Purpose: To determine the prevalence, outcome and prognostic factors in children with hemolytic uremic syndrome (HUS) who underwent laparotomy. Materials and Methods: The medical records of 104 patients with HUS who presented to our center between 1986 and 2003 were reviewed retrospectively. Data were analyzed using Student's t test for comparing means, Fisher's exact test for frequencies and Pearson's correlation for finding the correlations. Results: 78% of cases presented with vomiting and diarrhea. Seven out of 104 needed surgical exploration. The indications of surgery were acute abdomen, severe abdominal distention and the sign of peritonitis. The findings at laparotomy were intussusceptions, perforation (colon, ileum), gangrene of entire colon, rectosigmoidal tearing, duodenal obstruction and toxic megacolon. Pathological findings were transmural infarction in two cases in which staged surgical management was performed (cecostomy, resection, later anastomosis). Four out of seven patients died because of pulmonary failure, coma and multiple organ failure ( P<0.05) compared to those who did not need laparotomy.
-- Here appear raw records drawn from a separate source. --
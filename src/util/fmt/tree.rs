use std::io::Write;

use crate::{
    ast::{Atom, NodeId, NodeKind, Program, VarKind},
    util::intern::Interner,
};

const INDENT_WIDTH: usize = 2;

pub fn print_program_string(idents: &Interner, program: &Program) -> String {
    let mut buf = Vec::with_capacity(1024);
    // Writing into a `Vec` never fails.
    _ = print_program(&mut buf, idents, program);
    String::from_utf8_lossy(&buf).into_owned()
}

pub fn print_program(
    w: &mut impl Write,
    idents: &Interner,
    program: &Program,
) -> std::io::Result<()> {
    let p = Printer { idents, program };
    for node in program.ast.iter(program.nodes) {
        p.print_node(w, 0, node)?;
    }
    Ok(())
}

struct Printer<'a> {
    idents: &'a Interner,
    program: &'a Program,
}

impl Printer<'_> {
    fn print_node(&self, w: &mut impl Write, i: usize, id: NodeId) -> std::io::Result<()> {
        let ast = &self.program.ast;
        let node = &ast[id];
        let pos = node.token.pos;
        let info = match node.ty {
            Some(ty) => format!(" %: {}", ty.display(ast)),
            None => String::new(),
        };

        sp(w, i)?;
        match &node.kind {
            NodeKind::Atom { value, definition } => {
                let def = match definition {
                    Some(def) => format!(", def {}", ast[*def].token.pos),
                    None => String::new(),
                };
                match value {
                    Atom::Int(n) => writeln!(w, "int {n} ({pos}{info})")?,
                    Atom::Bool(b) => writeln!(w, "bool {b} ({pos}{info})")?,
                    Atom::Ident(name) => {
                        let name = self.idents.get(*name);
                        writeln!(w, "ident {name} ({pos}{info}{def})")?;
                    }
                }
            }
            NodeKind::Call { callee, args, .. } => {
                writeln!(w, "call ({pos}{info})")?;
                self.print_node(w, i + 1, *callee)?;
                if args.head.is_some() {
                    sp(w, i + 1)?;
                    writeln!(w, "arguments")?;
                    for arg in ast.iter(*args) {
                        self.print_node(w, i + 2, arg)?;
                    }
                }
            }
            NodeKind::Unary { op, operand } => {
                writeln!(w, "unary {op:?} ({pos}{info})")?;
                self.print_node(w, i + 1, *operand)?;
            }
            NodeKind::Binary { op, lhs, rhs } => {
                writeln!(w, "binary {op:?} ({pos}{info})")?;
                self.print_node(w, i + 1, *lhs)?;
                self.print_node(w, i + 1, *rhs)?;
            }
            NodeKind::If {
                condition,
                consequence,
                antecedence,
            } => {
                writeln!(w, "if ({pos}{info})")?;
                self.print_node(w, i + 1, *condition)?;
                self.print_node(w, i + 1, *consequence)?;
                if let Some(antecedence) = antecedence {
                    self.print_node(w, i + 1, *antecedence)?;
                }
            }
            NodeKind::Block { body } => {
                writeln!(w, "block ({pos}{info})")?;
                for stmt in ast.iter(*body) {
                    self.print_node(w, i + 1, stmt)?;
                }
            }
            NodeKind::Return { value } => {
                writeln!(w, "return ({pos}{info})")?;
                if let Some(value) = value {
                    self.print_node(w, i + 1, *value)?;
                }
            }
            NodeKind::Fn(func) => {
                if func.body.is_none() {
                    writeln!(w, "type fn ({pos}{info})")?;
                } else {
                    let name = func.name.map_or("<anonymous>", |n| self.idents.get(n));
                    let local = if func.local { " [local]" } else { "" };
                    writeln!(w, "fn {name}{local} ({pos}{info})")?;
                }
                for param in ast.iter(func.params) {
                    if func.body.is_some() {
                        self.print_node(w, i + 1, param)?;
                    } else {
                        self.print_type(w, i + 1, param)?;
                    }
                }
                if let Some(ret) = func.ret {
                    sp(w, i + 1)?;
                    writeln!(w, "returns")?;
                    self.print_type(w, i + 2, ret)?;
                }
                if let Some(body) = func.body {
                    self.print_node(w, i + 1, body)?;
                }
            }
            NodeKind::Var(var) => {
                let kind = match var.kind {
                    VarKind::Global => "global",
                    VarKind::Local => "local",
                    VarKind::Param => "param",
                };
                let name = self.idents.get(var.name);
                writeln!(w, "{kind} {name} ({pos}{info})")?;
                if let Some(ty) = var.ty {
                    self.print_type(w, i + 1, ty)?;
                }
                if let Some(init) = var.init {
                    self.print_node(w, i + 1, init)?;
                }
            }
            NodeKind::Print { operand } => {
                writeln!(w, "print ({pos}{info})")?;
                self.print_node(w, i + 1, *operand)?;
            }
        }
        Ok(())
    }

    /// Type names are identifier atoms, printed apart from identifier
    /// references.
    fn print_type(&self, w: &mut impl Write, i: usize, id: NodeId) -> std::io::Result<()> {
        let ast = &self.program.ast;
        let node = &ast[id];
        match node.kind {
            NodeKind::Atom {
                value: Atom::Ident(name),
                ..
            } => {
                let info = match node.ty {
                    Some(ty) => format!(" %: {}", ty.display(ast)),
                    None => String::new(),
                };
                sp(w, i)?;
                writeln!(
                    w,
                    "type {} ({}{info})",
                    self.idents.get(name),
                    node.token.pos
                )
            }
            _ => self.print_node(w, i, id),
        }
    }
}

fn sp(w: &mut impl Write, i: usize) -> std::io::Result<()> {
    write!(w, "{:width$}", "", width = i * INDENT_WIDTH)
}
The patients requiring surgery were young (<3 years), had high leukocyte count (>20000 mm 3 ) and low albumin level (<3g/dl) ( P<0.05). Conclusion: Surgical complications of HUS are rare but are assorted with high mortality due to respiratory failure and multiple organ failure. Early decision of laparotomy associated with intensive care, including mechanical ventilation, adequate dialysis and ultrafiltration, are recommended.
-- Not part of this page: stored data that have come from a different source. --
//! kernbench - benchmark report generator
//!
//! Loads per-trial benchmark tables, aggregates them and renders comparison
//! charts, either from a TOML report configuration or from command-line flags.

use anyhow::{bail, Context, Result};
use clap::{Parser, Subcommand};
use kernbench::analysis::report::format_summary_table;
use kernbench::analysis::{
    ChartKind, ChartSpec, InputSource, ReportConfig, ReportPipeline, SchemaConfig, SummarySpec,
    YScale,
};
use std::path::PathBuf;
use tracing::{debug, info, warn};
use tracing_subscriber::EnvFilter;

#[derive(Parser)]
#[command(name = "kernbench")]
#[command(about = "Aggregate kernel benchmark results and render comparison charts")]
#[command(version)]
struct Cli {
    #[command(subcommand)]
    command: Commands,

    /// Verbose logging
    #[arg(short, long, global = true)]
    verbose: bool,

    /// Only log warnings and errors
    #[arg(short, long, global = true, conflicts_with = "verbose")]
    quiet: bool,
}

#[derive(Subcommand)]
enum Commands {
    /// Run the full report: summaries, charts and manifest
    Run {
        /// Report configuration file
        #[arg(short, long, conflicts_with = "inputs")]
        config: Option<PathBuf>,

        /// Input file as PROVENANCE=PATH, or PATH to derive the provenance from the file name
        #[arg(short, long = "input", value_name = "PROVENANCE=PATH")]
        inputs: Vec<String>,

        /// Numeric measurement columns (comma-separated)
        #[arg(long, value_delimiter = ',', default_value = "time_ms")]
        numeric: Vec<String>,

        /// Categorical columns (comma-separated, default: every non-numeric column)
        #[arg(long, value_delimiter = ',')]
        categorical: Vec<String>,

        /// Dimensions for the summary table (comma-separated)
        #[arg(long, value_delimiter = ',')]
        group_by: Vec<String>,

        /// Chart kind
        #[arg(long, value_enum)]
        chart: Option<ChartKind>,

        /// Dimension on the x-axis
        #[arg(long)]
        x: Option<String>,

        /// Dimension mapped to colour
        #[arg(long)]
        series: Option<String>,

        /// Dimensions split into separate files (comma-separated)
        #[arg(long, value_delimiter = ',')]
        facet: Vec<String>,

        /// Logarithmic y-axis
        #[arg(long)]
        log_y: bool,

        /// Output directory, overriding the configuration
        #[arg(short, long)]
        output: Option<PathBuf>,
    },

    /// Load and aggregate, printing the summary tables
    Summarize {
        /// Report configuration file
        #[arg(short, long)]
        config: PathBuf,
    },

    /// Write an example configuration
    InitConfig {
        #[arg(default_value = "kernbench.toml")]
        path: PathBuf,

        /// Replace an existing file
        #[arg(long)]
        force: bool,
    },
}

fn init_logging(verbose: bool, quiet: bool) {
    let level = if verbose {
        "debug"
    } else if quiet {
        "warn"
    } else {
        "info"
    };
    let filter = EnvFilter::try_from_default_env().unwrap_or_else(|_| EnvFilter::new(level));
    tracing_subscriber::fmt()
        .with_env_filter(filter)
        .with_target(false)
        .with_writer(std::io::stderr)
        .init();
}

fn parse_input(spec: &str) -> InputSource {
    match spec.split_once('=') {
        Some((provenance, path)) if !provenance.trim().is_empty() => {
            InputSource::new(path.trim()).with_provenance(provenance.trim())
        }
        _ => InputSource::new(spec.trim()),
    }
}

struct AdhocArgs {
    inputs: Vec<String>,
    numeric: Vec<String>,
    categorical: Vec<String>,
    group_by: Vec<String>,
    chart: Option<ChartKind>,
    x: Option<String>,
    series: Option<String>,
    facet: Vec<String>,
    log_y: bool,
}

fn adhoc_config(args: AdhocArgs) -> Result<ReportConfig> {
    if args.inputs.is_empty() {
        bail!("either --config or at least one --input is required");
    }
    let mut config = ReportConfig {
        schema: SchemaConfig {
            numeric: args.numeric.clone(),
            categorical: args.categorical,
            ..SchemaConfig::default()
        },
        inputs: args.inputs.iter().map(|s| parse_input(s)).collect(),
        ..ReportConfig::default()
    };

    if !args.group_by.is_empty() {
        config.summaries.push(SummarySpec {
            name: "summary".to_string(),
            group_by: args.group_by,
            measurements: args.numeric.clone(),
        });
    }

    if let Some(kind) = args.chart {
        let x = args.x.context("--x is required with --chart")?;
        let measurement = args
            .numeric
            .first()
            .cloned()
            .context("--numeric must name at least one column")?;
        let mut chart = ChartSpec::new(measurement.clone(), kind, measurement, x).with_facets(args.facet);
        chart.series = args.series;
        if args.log_y {
            chart = chart.with_y_scale(YScale::Log);
        }
        config.charts.push(chart);
    } else if args.x.is_some() || args.series.is_some() {
        warn!("--x and --series have no effect without --chart");
    }

    Ok(config)
}

fn run(config: ReportConfig) -> Result<()> {
    let pipeline = ReportPipeline::new(config).context("Invalid report configuration")?;
    let summary = pipeline.run().context("Report failed")?;

    for table in &summary.summaries {
        println!("summary  {}", table.path.display());
    }
    for artifact in &summary.artifacts {
        println!("chart    {}", artifact.path.display());
    }
    for skipped in &summary.skipped {
        println!("skipped  {} {}: {}", skipped.kind, skipped.name, skipped.reason);
    }
    println!("manifest {}", summary.manifest.display());
    Ok(())
}

fn main() -> Result<()> {
    let cli = Cli::parse();
    init_logging(cli.verbose, cli.quiet);

    match cli.command {
        Commands::Run {
            config,
            inputs,
            numeric,
            categorical,
            group_by,
            chart,
            x,
            series,
            facet,
            log_y,
            output,
        } => {
            let mut config = match config {
                Some(path) => ReportConfig::from_file(&path)
                    .with_context(|| format!("Failed to load configuration {}", path.display()))?,
                None => adhoc_config(AdhocArgs {
                    inputs,
                    numeric,
                    categorical,
                    group_by,
                    chart,
                    x,
                    series,
                    facet,
                    log_y,
                })?,
            };
            if let Some(output) = output {
                config.output_dir = output;
            }
            debug!("Writing report to {}", config.output_dir.display());
            run(config)
        }
        Commands::Summarize { config } => {
            let config = ReportConfig::from_file(&config)
                .with_context(|| format!("Failed to load configuration {}", config.display()))?;
            let pipeline = ReportPipeline::new(config).context("Invalid report configuration")?;
            let data = pipeline.prepare().context("Failed to load benchmark data")?;
            for spec in pipeline.summary_specs() {
                let rows = kernbench::analysis::report::summary_rows(&data, &spec);
                println!("{}", format_summary_table(&spec, &rows));
            }
            Ok(())
        }
        Commands::InitConfig { path, force } => {
            if path.exists() && !force {
                bail!("{} already exists (use --force to replace it)", path.display());
            }
            ReportConfig::example()
                .to_file(&path)
                .with_context(|| format!("Failed to write {}", path.display()))?;
            info!("Example configuration written to {}", path.display());
            println!("{}", path.display());
            Ok(())
        }
    }
}

#[cfg(test)]
mod tests {
    use super::*;
    use kernbench::common::PROVENANCE;

    #[test]
    fn test_cli_parses() {
        use clap::CommandFactory;
        Cli::command().debug_assert();
    }

    #[test]
    fn test_parse_input() {
        let input = parse_input("AMD=results/amd.csv");
        assert_eq!(input.provenance.as_deref(), Some("AMD"));
        assert_eq!(input.path, PathBuf::from("results/amd.csv"));

        let input = parse_input("results_paul.csv");
        assert!(input.provenance.is_none());
    }

    #[test]
    fn test_adhoc_config() {
        let cli = Cli::parse_from([
            "kernbench", "run", "--input", "AMD=amd.csv", "--input", "NVIDIA=nv.csv",
            "--categorical", "precision,N", "--group-by", "provenance,precision,N",
            "--chart", "grouped_boxplot", "--x", "N", "--series", "precision", "--log-y",
        ]);
        let Commands::Run { inputs, numeric, categorical, group_by, chart, x, series, facet, log_y, .. } =
            cli.command
        else {
            panic!("expected run");
        };
        let config = adhoc_config(AdhocArgs {
            inputs, numeric, categorical, group_by, chart, x, series, facet, log_y,
        })
        .unwrap();

        config.validate().unwrap();
        assert_eq!(config.inputs.len(), 2);
        assert_eq!(config.schema.categorical, vec!["precision", "N"]);
        assert_eq!(config.summaries[0].group_by[0], PROVENANCE);
        assert_eq!(config.charts[0].kind, ChartKind::GroupedBoxplot);
        assert_eq!(config.charts[0].y_scale, YScale::Log);
        assert_eq!(config.charts[0].series.as_deref(), Some("precision"));
    }

    #[test]
    fn test_chart_kind_values() {
        for (arg, kind) in [
            ("grouped_boxplot", ChartKind::GroupedBoxplot),
            ("boxplot", ChartKind::GroupedBoxplot),
            ("grouped-bar", ChartKind::GroupedBar),
            ("bar", ChartKind::GroupedBar),
            ("line", ChartKind::LineScatter),
        ] {
            let cli = Cli::parse_from(["kernbench", "run", "--input", "a.csv", "--chart", arg]);
            let Commands::Run { chart, .. } = cli.command else {
                panic!("expected run");
            };
            assert_eq!(chart, Some(kind));
        }
        assert!(Cli::try_parse_from(["kernbench", "run", "--chart", "pie"]).is_err());
    }

    #[test]
    fn test_chart_requires_x() {
        let result = adhoc_config(AdhocArgs {
            inputs: vec!["a.csv".to_string()],
            numeric: vec!["time_ms".to_string()],
            categorical: Vec::new(),
            group_by: Vec::new(),
            chart: Some(ChartKind::GroupedBar),
            x: None,
            series: None,
            facet: Vec::new(),
            log_y: false,
        });
        assert!(result.is_err());
    }
}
Keywords: Bowel obstruction, bowel perforation, hemolytic uremic syndrome, ischemic colitis


How to cite this article:
Hooman N, Otukesh H, Delshad S, Farhood P. Surgical complications of hemolytic uremic syndrome: Single center experiences. J Indian Assoc Pediatr Surg 2007;12:129-32

How to cite this URL:
Hooman N, Otukesh H, Delshad S, Farhood P. Surgical complications of hemolytic uremic syndrome: Single center experiences. J Indian Assoc Pediatr Surg [serial online] 2007 [cited 2019 Nov 21];12:129-32. Available from: http://www.jiaps.com/text.asp?2007/12/3/129/34950



   Introduction Top


Hemolytic uremic syndrome (HUS) consists of acute renal failure, hemolytic anemia and thrombocytopenia. Gastrointestinal symptoms may be preceded or manifested during the course of HUS. [1],[2],[3],[4] Surgical complications of HUS are rare and have been reported individually as colonic necrosis with or without perforation, [5],[6],[7],[8],[9],[10] intussusceptions, [11] toxic megacolon, [12] colonic stenosis and esophageal stricture. [13] Severe colitis is associated with higher extraintestinal complication. [13],[14] The aim of this study is to review the prevalence of surgical complications, prognostic factors and their outcomes in our center.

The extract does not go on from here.